Start of Block
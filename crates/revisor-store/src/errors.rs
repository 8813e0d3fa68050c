//! Error handling for revisor-store
//!
//! Wraps revisor-core ExError with store-specific helpers

use revisor_core::errors::{ExError, ExErrorKind};

/// Result type alias using ExError
pub type Result<T> = std::result::Result<T, ExError>;

/// Create a migration error
pub fn migration_error(migration_id: &str, reason: &str) -> ExError {
    ExError::new(ExErrorKind::Persistence)
        .with_op("migration")
        .with_message(format!("Migration {} failed: {}", migration_id, reason))
}

/// Create a checksum mismatch error
///
/// Raised when a revision table already exists with a schema derived from a
/// different configuration.
pub fn checksum_mismatch(migration_id: &str, expected: &str, actual: &str) -> ExError {
    ExError::new(ExErrorKind::ConstraintViolation)
        .with_op("migration_checksum")
        .with_message(format!(
            "Checksum mismatch for migration {}: recorded {}, configured {}",
            migration_id, expected, actual
        ))
}

/// Create a database error from rusqlite::Error
///
/// Constraint failures (NOT NULL, CHECK, PRIMARY KEY, trigger RAISE) are
/// classified as `ConstraintViolation`; everything else is `Persistence`.
pub fn from_rusqlite(err: rusqlite::Error) -> ExError {
    let kind = match &err {
        rusqlite::Error::SqliteFailure(e, _)
            if e.code == rusqlite::ErrorCode::ConstraintViolation =>
        {
            ExErrorKind::ConstraintViolation
        }
        _ => ExErrorKind::Persistence,
    };
    ExError::new(kind)
        .with_op("sqlite")
        .with_message(err.to_string())
}

#[cfg(test)]
mod tests {
    use super::*;
    use rusqlite::Connection;

    #[test]
    fn test_constraint_failure_is_classified() {
        let conn = Connection::open_in_memory().unwrap();
        conn.execute_batch("CREATE TABLE t (x INTEGER NOT NULL);")
            .unwrap();
        let err = conn
            .execute("INSERT INTO t (x) VALUES (NULL)", [])
            .unwrap_err();
        assert_eq!(from_rusqlite(err).kind(), ExErrorKind::ConstraintViolation);
    }

    #[test]
    fn test_other_failure_is_persistence() {
        let conn = Connection::open_in_memory().unwrap();
        let err = conn.execute("DELETE FROM missing_table", []).unwrap_err();
        assert_eq!(from_rusqlite(err).kind(), ExErrorKind::Persistence);
    }
}
//! Revisioner configuration
//!
//! Every choice here is made once, when the revision table is created, and
//! stays fixed for the lifetime of that table.

use crate::codec::BodyStorage;
use crate::errors::{ExError, Result, RevisionError};
use crate::model::{InstanceIdType, PrimaryKeyStrategy};
use serde::{Deserialize, Serialize};
use std::path::Path;

pub const DEFAULT_TABLE_NAME: &str = "revisions";

/// Configuration surface of the revision table and its hooks
#[derive(Debug, Clone, PartialEq, Eq, Serialize, Deserialize)]
#[serde(default, deny_unknown_fields)]
pub struct RevisionerConfig {
    /// Name of the shared revision table
    pub table_name: String,
    pub primary_key: PrimaryKeyStrategy,
    pub instance_id_type: InstanceIdType,
    pub body_storage: BodyStorage,
    /// Whether `enable` installs the retention hook unless told otherwise
    pub install_retention_hook: bool,
}

impl Default for RevisionerConfig {
    fn default() -> Self {
        Self {
            table_name: DEFAULT_TABLE_NAME.to_string(),
            primary_key: PrimaryKeyStrategy::default(),
            instance_id_type: InstanceIdType::default(),
            body_storage: BodyStorage::default(),
            install_retention_hook: true,
        }
    }
}

impl RevisionerConfig {
    pub fn with_table_name(mut self, name: impl Into<String>) -> Self {
        self.table_name = name.into();
        self
    }

    pub fn with_primary_key(mut self, strategy: PrimaryKeyStrategy) -> Self {
        self.primary_key = strategy;
        self
    }

    pub fn with_instance_id_type(mut self, id_type: InstanceIdType) -> Self {
        self.instance_id_type = id_type;
        self
    }

    pub fn with_body_storage(mut self, storage: BodyStorage) -> Self {
        self.body_storage = storage;
        self
    }

    pub fn with_retention_hook(mut self, install: bool) -> Self {
        self.install_retention_hook = install;
        self
    }

    /// Parse a YAML document; absent keys take their defaults
    ///
    /// # Errors
    ///
    /// - `InvalidInput` for malformed YAML, unknown keys, or an invalid table name
    pub fn from_yaml_str(source: &str) -> Result<Self> {
        let config: RevisionerConfig = serde_yaml::from_str(source).map_err(|e| {
            ExError::from(RevisionError::InvalidConfig {
                reason: e.to_string(),
            })
            .with_op("config_parse")
        })?;
        config.validate()?;
        Ok(config)
    }

    /// Load and validate a YAML configuration file
    pub fn from_yaml_file(path: &Path) -> Result<Self> {
        let source = std::fs::read_to_string(path).map_err(|e| {
            ExError::from(RevisionError::InvalidConfig {
                reason: format!("{}: {}", path.display(), e),
            })
            .with_op("config_load")
        })?;
        Self::from_yaml_str(&source)
    }

    /// Check that the table name is safe to interpolate into SQL
    pub fn validate(&self) -> Result<()> {
        let mut chars = self.table_name.chars();
        let valid = match chars.next() {
            Some(first) if first.is_ascii_alphabetic() || first == '_' => {
                chars.all(|c| c.is_ascii_alphanumeric() || c == '_')
            }
            _ => false,
        };
        if !valid {
            return Err(ExError::from(RevisionError::InvalidTableName {
                name: self.table_name.clone(),
            })
            .with_op("config_validate"));
        }
        Ok(())
    }
}

/// Per-type options passed when tracking is enabled
#[derive(Debug, Clone, Copy, Default, PartialEq, Eq)]
pub struct TrackOptions {
    /// Override for `install_retention_hook`; `None` uses the config default
    pub retention: Option<bool>,
}

impl TrackOptions {
    pub fn keep_history_on_delete() -> Self {
        Self {
            retention: Some(false),
        }
    }

    /// Resolve against the configuration default
    ///
    /// An explicit `Some(false)` always wins.
    pub fn installs_retention(&self, config: &RevisionerConfig) -> bool {
        self.retention.unwrap_or(config.install_retention_hook)
    }
}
End of Block
• **What this task involves**: Write out every record verbatim.

• **Answer to the exercise**:
filename crates/revisor-store/src/errors.rs
repository 8813e0d3fa68050c
//! Error handling for revisor-store
//!
//! Wraps revisor-core ExError with store-specific helpers

use revisor_core::errors::{ExError, ExErrorKind};

/// Result type alias using ExError
pub type Result<T> = std::result::Result<T, ExError>;

/// Create a migration error
pub fn migration_error(migration_id: &str, reason: &str) -> ExError {
    ExError::new(ExErrorKind::Persistence)
        .with_op("migration")
        .with_message(format!("Migration {} failed: {}", migration_id, reason))
}

/// Create a checksum mismatch error
///
/// Raised when a revision table already exists with a schema derived from a
/// different configuration.
pub fn checksum_mismatch(migration_id: &str, expected: &str, actual: &str) -> ExError {
    ExError::new(ExErrorKind::ConstraintViolation)
        .with_op("migration_checksum")
        .with_message(format!(
            "Checksum mismatch for migration {}: recorded {}, configured {}",
            migration_id, expected, actual
        ))
}

/// Create a database error from rusqlite::Error
///
/// Constraint failures (NOT NULL, CHECK, PRIMARY KEY, trigger RAISE) are
/// classified as `ConstraintViolation`; everything else is `Persistence`.
pub fn from_rusqlite(err: rusqlite::Error) -> ExError {
    let kind = match &err {
        rusqlite::Error::SqliteFailure(e, _)
            if e.code == rusqlite::ErrorCode::ConstraintViolation =>
        {
            ExErrorKind::ConstraintViolation
        }
        _ => ExErrorKind::Persistence,
    };
    ExError::new(kind)
        .with_op("sqlite")
        .with_message(err.to_string())
}

#[cfg(test)]
mod tests {
    use super::*;
    use rusqlite::Connection;

    #[test]
    fn test_constraint_failure_is_classified() {
        let conn = Connection::open_in_memory().unwrap();
        conn.execute_batch("CREATE TABLE t (x INTEGER NOT NULL);")
            .unwrap();
        let err = conn
            .execute("INSERT INTO t (x) VALUES (NULL)", [])
            .unwrap_err();
        assert_eq!(from_rusqlite(err).kind(), ExErrorKind::ConstraintViolation);
    }

    #[test]
    fn test_other_failure_is_persistence() {
        let conn = Connection::open_in_memory().unwrap();
        let err = conn.execute("DELETE FROM missing_table", []).unwrap_err();
        assert_eq!(from_rusqlite(err).kind(), ExErrorKind::Persistence);
    }
}
//! Revisioner configuration
//!
//! Every choice here is made once, when the revision table is created, and
//! stays fixed for the lifetime of that table.

use crate::codec::BodyStorage;
use crate::errors::{ExError, Result, RevisionError};
use crate::model::{InstanceIdType, PrimaryKeyStrategy};
use serde::{Deserialize, Serialize};
use std::path::Path;

pub const DEFAULT_TABLE_NAME: &str = "revisions";

/// Configuration surface of the revision table and its hooks
#[derive(Debug, Clone, PartialEq, Eq, Serialize, Deserialize)]
#[serde(default, deny_unknown_fields)]
pub struct RevisionerConfig {
    /// Name of the shared revision table
    pub table_name: String,
    pub primary_key: PrimaryKeyStrategy,
    pub instance_id_type: InstanceIdType,
    pub body_storage: BodyStorage,
    /// Whether `enable` installs the retention hook unless told otherwise
    pub install_retention_hook: bool,
}

impl Default for RevisionerConfig {
    fn default() -> Self {
        Self {
            table_name: DEFAULT_TABLE_NAME.to_string(),
            primary_key: PrimaryKeyStrategy::default(),
            instance_id_type: InstanceIdType::default(),
            body_storage: BodyStorage::default(),
            install_retention_hook: true,
        }
    }
}

impl RevisionerConfig {
    pub fn with_table_name(mut self, name: impl Into<String>) -> Self {
        self.table_name = name.into();
        self
    }

    pub fn with_primary_key(mut self, strategy: PrimaryKeyStrategy) -> Self {
        self.primary_key = strategy;
        self
    }

    pub fn with_instance_id_type(mut self, id_type: InstanceIdType) -> Self {
        self.instance_id_type = id_type;
        self
    }

    pub fn with_body_storage(mut self, storage: BodyStorage) -> Self {
        self.body_storage = storage;
        self
    }

    pub fn with_retention_hook(mut self, install: bool) -> Self {
        self.install_retention_hook = install;
        self
    }

    /// Parse a YAML document; absent keys take their defaults
    ///
    /// # Errors
    ///
    /// - `InvalidInput` for malformed YAML, unknown keys, or an invalid table name
    pub fn from_yaml_str(source: &str) -> Result<Self> {
        let config: RevisionerConfig = serde_yaml::from_str(source).map_err(|e| {
            ExError::from(RevisionError::InvalidConfig {
                reason: e.to_string(),
            })
            .with_op("config_parse")
        })?;
        config.validate()?;
        Ok(config)
    }

    /// Load and validate a YAML configuration file
    pub fn from_yaml_file(path: &Path) -> Result<Self> {
        let source = std::fs::read_to_string(path).map_err(|e| {
            ExError::from(RevisionError::InvalidConfig {
                reason: format!("{}: {}", path.display(), e),
            })
            .with_op("config_load")
        })?;
        Self::from_yaml_str(&source)
    }

    /// Check that the table name is safe to interpolate into SQL
    pub fn validate(&self) -> Result<()> {
        let mut chars = self.table_name.chars();
        let valid = match chars.next() {
            Some(first) if first.is_ascii_alphabetic() || first == '_' => {
                chars.all(|c| c.is_ascii_alphanumeric() || c == '_')
            }
            _ => false,
        };
        if !valid {
            return Err(ExError::from(RevisionError::InvalidTableName {
                name: self.table_name.clone(),
            })
            .with_op("config_validate"));
        }
        Ok(())
    }
}

/// Per-type options passed when tracking is enabled
#[derive(Debug, Clone, Copy, Default, PartialEq, Eq)]
pub struct TrackOptions {
    /// Override for `install_retention_hook`; `None` uses the config default
    pub retention: Option<bool>,
}

impl TrackOptions {
    pub fn keep_history_on_delete() -> Self {
        Self {
            retention: Some(false),
        }
    }

    /// Resolve against the configuration default
    ///
    /// An explicit `Some(false)` always wins.
    pub fn installs_retention(&self, config: &RevisionerConfig) -> bool {
        self.retention.unwrap_or(config.install_retention_hook)
    }
}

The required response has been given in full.